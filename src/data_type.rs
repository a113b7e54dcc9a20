use bytemuck::Pod;
use half::{bf16, f16};
use num_traits::NumCast;

#[derive(Debug, PartialEq, Eq, PartialOrd, Ord, Copy, Clone, Hash)]
pub enum DataType {
    BF16,
    F16,
    F32,
}

impl DataType {
    pub const fn size_in_bytes(&self) -> usize {
        match self {
            DataType::BF16 | DataType::F16 => 2,
            DataType::F32 => 4,
        }
    }

    /// Suffix used when composing kernel function names.
    pub const fn function_name_suffix(&self) -> &'static str {
        match self {
            DataType::BF16 => "bf16",
            DataType::F16 => "f16",
            DataType::F32 => "f32",
        }
    }

    pub fn from_function_name_suffix(suffix: &str) -> Option<Self> {
        match suffix {
            "bf16" => Some(DataType::BF16),
            "f16" => Some(DataType::F16),
            "f32" => Some(DataType::F32),
            _ => None,
        }
    }
}

pub trait ArrayElement: NumCast + Pod {
    fn data_type() -> DataType;
    fn to_f32(self) -> f32;
    fn from_f32(value: f32) -> Self;
}

impl ArrayElement for f32 {
    fn data_type() -> DataType {
        DataType::F32
    }

    fn to_f32(self) -> f32 {
        self
    }

    fn from_f32(value: f32) -> Self {
        value
    }
}

impl ArrayElement for f16 {
    fn data_type() -> DataType {
        DataType::F16
    }

    fn to_f32(self) -> f32 {
        f16::to_f32(self)
    }

    fn from_f32(value: f32) -> Self {
        f16::from_f32(value)
    }
}

impl ArrayElement for bf16 {
    fn data_type() -> DataType {
        DataType::BF16
    }

    fn to_f32(self) -> f32 {
        bf16::to_f32(self)
    }

    fn from_f32(value: f32) -> Self {
        bf16::from_f32(value)
    }
}

pub fn array_size_in_bytes(
    shape: &[usize],
    data_type: DataType,
) -> usize {
    shape.iter().product::<usize>() * data_type.size_in_bytes()
}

════════════════════

▸ **WHAT NEEDS TO BE DONE**: Repeat the material, keeping every word exactly as it is.

▸ **RESULT OF THE EXERCISE**:
filename src/data_type.rs
repository a113b7e54dcc9a20
use bytemuck::Pod;
use half::{bf16, f16};
use num_traits::NumCast;

#[derive(Debug, PartialEq, Eq, PartialOrd, Ord, Copy, Clone, Hash)]
pub enum DataType {
    BF16,
    F16,
    F32,
}

impl DataType {
    pub const fn size_in_bytes(&self) -> usize {
        match self {
            DataType::BF16 | DataType::F16 => 2,
            DataType::F32 => 4,
        }
    }

    /// Suffix used when composing kernel function names.
    pub const fn function_name_suffix(&self) -> &'static str {
        match self {
            DataType::BF16 => "bf16",
            DataType::F16 => "f16",
            DataType::F32 => "f32",
        }
    }

    pub fn from_function_name_suffix(suffix: &str) -> Option<Self> {
        match suffix {
            "bf16" => Some(DataType::BF16),
            "f16" => Some(DataType::F16),
            "f32" => Some(DataType::F32),
            _ => None,
        }
    }
}

pub trait ArrayElement: NumCast + Pod {
    fn data_type() -> DataType;
    fn to_f32(self) -> f32;
    fn from_f32(value: f32) -> Self;
}

impl ArrayElement for f32 {
    fn data_type() -> DataType {
        DataType::F32
    }

    fn to_f32(self) -> f32 {
        self
    }

    fn from_f32(value: f32) -> Self {
        value
    }
}

impl ArrayElement for f16 {
    fn data_type() -> DataType {
        DataType::F16
    }

    fn to_f32(self) -> f32 {
        f16::to_f32(self)
    }

    fn from_f32(value: f32) -> Self {
        f16::from_f32(value)
    }
}

impl ArrayElement for bf16 {
    fn data_type() -> DataType {
        DataType::BF16
    }

    fn to_f32(self) -> f32 {
        bf16::to_f32(self)
    }

    fn from_f32(value: f32) -> Self {
        bf16::from_f32(value)
    }
}

pub fn array_size_in_bytes(
    shape: &[usize],
    data_type: DataType,
) -> usize {
    shape.iter().product::<usize>() * data_type.size_in_bytes()
}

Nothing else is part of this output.